## Data for this exercise
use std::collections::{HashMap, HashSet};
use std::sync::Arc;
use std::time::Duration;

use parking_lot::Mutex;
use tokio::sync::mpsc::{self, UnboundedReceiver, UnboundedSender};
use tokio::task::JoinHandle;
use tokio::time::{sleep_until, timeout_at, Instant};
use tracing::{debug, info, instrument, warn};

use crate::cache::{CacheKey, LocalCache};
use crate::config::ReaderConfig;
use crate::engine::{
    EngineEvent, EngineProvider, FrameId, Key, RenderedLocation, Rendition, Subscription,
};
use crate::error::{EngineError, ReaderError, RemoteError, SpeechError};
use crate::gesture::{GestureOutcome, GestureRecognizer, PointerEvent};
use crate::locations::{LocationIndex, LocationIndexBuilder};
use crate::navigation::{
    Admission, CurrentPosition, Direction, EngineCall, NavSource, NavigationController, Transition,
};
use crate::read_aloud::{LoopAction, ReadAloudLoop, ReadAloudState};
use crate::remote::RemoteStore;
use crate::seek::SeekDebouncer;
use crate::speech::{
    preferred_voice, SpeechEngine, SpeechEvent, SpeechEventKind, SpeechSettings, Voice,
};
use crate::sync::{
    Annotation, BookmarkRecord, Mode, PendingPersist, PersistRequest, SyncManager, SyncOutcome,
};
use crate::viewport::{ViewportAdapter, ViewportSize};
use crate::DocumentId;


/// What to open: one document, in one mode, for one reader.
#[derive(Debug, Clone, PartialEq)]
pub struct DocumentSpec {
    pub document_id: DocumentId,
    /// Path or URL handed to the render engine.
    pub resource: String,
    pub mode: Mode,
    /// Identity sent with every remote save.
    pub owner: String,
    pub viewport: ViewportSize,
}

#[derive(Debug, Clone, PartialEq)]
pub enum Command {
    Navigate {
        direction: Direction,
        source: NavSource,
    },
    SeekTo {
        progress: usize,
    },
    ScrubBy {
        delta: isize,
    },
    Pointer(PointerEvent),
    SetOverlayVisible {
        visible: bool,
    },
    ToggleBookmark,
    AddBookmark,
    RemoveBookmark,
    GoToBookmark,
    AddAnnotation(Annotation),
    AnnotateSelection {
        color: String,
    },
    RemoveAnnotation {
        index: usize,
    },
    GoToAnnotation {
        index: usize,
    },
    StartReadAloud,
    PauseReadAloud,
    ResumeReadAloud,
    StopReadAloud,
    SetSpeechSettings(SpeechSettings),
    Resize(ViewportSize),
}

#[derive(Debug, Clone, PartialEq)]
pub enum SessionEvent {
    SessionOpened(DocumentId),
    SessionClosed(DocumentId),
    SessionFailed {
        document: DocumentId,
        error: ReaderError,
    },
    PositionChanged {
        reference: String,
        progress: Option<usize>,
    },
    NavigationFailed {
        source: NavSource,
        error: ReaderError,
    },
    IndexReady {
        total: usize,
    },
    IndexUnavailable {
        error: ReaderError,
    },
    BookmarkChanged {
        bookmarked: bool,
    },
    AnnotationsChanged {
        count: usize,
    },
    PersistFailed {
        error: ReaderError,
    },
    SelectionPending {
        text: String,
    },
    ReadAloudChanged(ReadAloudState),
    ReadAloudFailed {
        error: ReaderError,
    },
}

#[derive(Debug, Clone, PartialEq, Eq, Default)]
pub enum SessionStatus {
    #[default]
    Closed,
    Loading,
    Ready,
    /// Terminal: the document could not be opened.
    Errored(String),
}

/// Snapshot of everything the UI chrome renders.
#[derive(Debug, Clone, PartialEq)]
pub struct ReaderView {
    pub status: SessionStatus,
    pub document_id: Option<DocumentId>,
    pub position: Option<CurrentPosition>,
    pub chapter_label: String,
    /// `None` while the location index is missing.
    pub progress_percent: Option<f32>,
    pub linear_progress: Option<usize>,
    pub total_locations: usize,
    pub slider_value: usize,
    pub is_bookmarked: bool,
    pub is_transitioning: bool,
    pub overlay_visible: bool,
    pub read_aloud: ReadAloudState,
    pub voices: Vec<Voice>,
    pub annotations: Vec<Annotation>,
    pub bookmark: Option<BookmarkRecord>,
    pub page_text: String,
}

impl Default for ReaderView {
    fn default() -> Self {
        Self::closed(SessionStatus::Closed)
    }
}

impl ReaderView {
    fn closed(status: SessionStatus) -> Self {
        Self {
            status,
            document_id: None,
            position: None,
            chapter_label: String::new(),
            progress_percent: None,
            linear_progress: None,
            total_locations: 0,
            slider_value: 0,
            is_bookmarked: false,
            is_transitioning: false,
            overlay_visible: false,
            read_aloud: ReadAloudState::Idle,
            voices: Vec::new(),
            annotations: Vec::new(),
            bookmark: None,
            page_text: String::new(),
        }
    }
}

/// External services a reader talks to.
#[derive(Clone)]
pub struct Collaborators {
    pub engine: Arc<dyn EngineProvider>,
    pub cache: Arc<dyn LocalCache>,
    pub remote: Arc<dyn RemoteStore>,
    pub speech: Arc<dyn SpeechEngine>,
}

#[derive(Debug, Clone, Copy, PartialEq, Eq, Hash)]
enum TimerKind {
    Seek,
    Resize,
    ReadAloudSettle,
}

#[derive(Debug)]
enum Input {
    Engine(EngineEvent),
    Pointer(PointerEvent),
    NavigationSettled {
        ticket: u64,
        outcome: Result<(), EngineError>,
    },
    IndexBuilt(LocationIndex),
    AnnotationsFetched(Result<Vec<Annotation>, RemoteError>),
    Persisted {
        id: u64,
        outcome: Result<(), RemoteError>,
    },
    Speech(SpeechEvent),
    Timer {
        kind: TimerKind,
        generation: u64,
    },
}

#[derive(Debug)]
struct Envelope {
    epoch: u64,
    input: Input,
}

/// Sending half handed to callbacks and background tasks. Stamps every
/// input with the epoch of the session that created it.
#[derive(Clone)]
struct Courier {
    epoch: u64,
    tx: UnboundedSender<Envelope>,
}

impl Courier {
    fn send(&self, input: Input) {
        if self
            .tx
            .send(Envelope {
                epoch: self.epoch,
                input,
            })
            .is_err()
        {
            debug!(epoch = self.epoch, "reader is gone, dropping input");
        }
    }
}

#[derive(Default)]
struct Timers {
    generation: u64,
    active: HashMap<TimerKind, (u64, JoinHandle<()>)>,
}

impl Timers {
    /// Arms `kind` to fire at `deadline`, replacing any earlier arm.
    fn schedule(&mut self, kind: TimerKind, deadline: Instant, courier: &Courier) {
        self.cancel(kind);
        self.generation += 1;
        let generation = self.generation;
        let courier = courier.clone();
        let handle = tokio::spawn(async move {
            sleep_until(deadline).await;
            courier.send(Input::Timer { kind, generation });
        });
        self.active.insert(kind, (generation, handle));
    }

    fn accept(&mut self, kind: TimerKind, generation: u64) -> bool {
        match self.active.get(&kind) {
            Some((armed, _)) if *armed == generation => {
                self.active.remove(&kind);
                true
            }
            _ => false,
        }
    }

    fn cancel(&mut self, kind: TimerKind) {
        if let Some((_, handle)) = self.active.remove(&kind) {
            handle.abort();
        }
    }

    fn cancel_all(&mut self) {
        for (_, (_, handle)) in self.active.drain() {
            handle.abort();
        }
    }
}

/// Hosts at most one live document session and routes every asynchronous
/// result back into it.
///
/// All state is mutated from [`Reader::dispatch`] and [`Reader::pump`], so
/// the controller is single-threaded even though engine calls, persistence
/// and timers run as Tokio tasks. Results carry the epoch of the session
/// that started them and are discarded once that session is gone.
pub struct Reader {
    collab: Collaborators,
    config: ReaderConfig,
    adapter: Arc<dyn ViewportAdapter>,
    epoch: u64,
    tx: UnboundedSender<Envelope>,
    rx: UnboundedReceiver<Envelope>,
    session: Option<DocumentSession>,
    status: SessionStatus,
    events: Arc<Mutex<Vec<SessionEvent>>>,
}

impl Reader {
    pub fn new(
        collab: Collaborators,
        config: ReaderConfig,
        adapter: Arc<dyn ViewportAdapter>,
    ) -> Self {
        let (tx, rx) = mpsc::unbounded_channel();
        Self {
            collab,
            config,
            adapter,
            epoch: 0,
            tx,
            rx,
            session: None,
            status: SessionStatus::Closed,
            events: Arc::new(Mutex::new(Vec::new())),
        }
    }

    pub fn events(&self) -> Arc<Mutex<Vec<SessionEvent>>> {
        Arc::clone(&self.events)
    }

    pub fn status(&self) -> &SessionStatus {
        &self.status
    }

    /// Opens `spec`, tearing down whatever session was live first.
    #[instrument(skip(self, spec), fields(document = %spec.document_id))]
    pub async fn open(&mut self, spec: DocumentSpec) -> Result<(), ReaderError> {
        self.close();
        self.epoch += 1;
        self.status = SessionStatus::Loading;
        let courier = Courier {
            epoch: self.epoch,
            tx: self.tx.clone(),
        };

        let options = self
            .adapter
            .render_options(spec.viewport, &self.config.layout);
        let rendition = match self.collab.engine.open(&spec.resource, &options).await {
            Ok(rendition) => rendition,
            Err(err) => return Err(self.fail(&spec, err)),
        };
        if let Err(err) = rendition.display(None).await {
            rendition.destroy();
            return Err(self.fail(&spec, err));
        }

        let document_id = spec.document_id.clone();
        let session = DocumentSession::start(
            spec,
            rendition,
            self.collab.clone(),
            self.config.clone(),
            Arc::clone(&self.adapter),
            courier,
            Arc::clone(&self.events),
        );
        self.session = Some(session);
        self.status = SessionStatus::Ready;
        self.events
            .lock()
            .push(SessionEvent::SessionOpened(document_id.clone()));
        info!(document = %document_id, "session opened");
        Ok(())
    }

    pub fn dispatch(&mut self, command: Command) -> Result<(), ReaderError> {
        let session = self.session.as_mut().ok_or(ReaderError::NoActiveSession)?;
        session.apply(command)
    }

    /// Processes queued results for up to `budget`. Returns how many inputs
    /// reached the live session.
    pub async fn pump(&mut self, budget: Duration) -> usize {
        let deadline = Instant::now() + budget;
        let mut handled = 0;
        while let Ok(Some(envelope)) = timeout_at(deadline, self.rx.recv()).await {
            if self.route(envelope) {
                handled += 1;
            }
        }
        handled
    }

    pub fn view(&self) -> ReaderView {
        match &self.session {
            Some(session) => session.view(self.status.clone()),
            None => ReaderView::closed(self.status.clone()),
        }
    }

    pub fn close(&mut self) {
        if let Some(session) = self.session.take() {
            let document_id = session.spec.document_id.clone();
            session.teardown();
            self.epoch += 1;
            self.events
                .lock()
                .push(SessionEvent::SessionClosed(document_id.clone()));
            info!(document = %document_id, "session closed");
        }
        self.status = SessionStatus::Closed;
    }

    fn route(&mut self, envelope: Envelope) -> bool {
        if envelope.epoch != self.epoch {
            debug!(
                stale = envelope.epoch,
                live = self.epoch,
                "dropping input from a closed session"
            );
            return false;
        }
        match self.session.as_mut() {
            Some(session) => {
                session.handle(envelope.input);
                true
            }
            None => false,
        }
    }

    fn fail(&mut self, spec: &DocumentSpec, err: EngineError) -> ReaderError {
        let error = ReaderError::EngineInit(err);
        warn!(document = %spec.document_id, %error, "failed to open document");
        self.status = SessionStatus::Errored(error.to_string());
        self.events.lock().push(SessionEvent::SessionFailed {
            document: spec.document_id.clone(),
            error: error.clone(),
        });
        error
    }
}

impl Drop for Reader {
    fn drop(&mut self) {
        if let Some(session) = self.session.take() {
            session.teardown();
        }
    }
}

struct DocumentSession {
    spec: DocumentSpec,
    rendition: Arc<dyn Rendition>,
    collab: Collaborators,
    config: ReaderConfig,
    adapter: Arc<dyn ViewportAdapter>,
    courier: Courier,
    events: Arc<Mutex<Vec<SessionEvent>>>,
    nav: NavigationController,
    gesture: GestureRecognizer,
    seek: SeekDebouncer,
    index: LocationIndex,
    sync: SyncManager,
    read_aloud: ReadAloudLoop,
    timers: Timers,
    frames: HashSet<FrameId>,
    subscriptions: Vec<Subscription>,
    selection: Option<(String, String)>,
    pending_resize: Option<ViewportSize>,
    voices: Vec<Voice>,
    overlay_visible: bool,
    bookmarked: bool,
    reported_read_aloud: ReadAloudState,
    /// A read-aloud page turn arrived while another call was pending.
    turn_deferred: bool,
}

## Task requirements
Each line of the listing above that includes the word "mpsc" should be copied.

## Answer to the problem
use tokio::sync::mpsc::{self, UnboundedReceiver, UnboundedSender};
        let (tx, rx) = mpsc::unbounded_channel();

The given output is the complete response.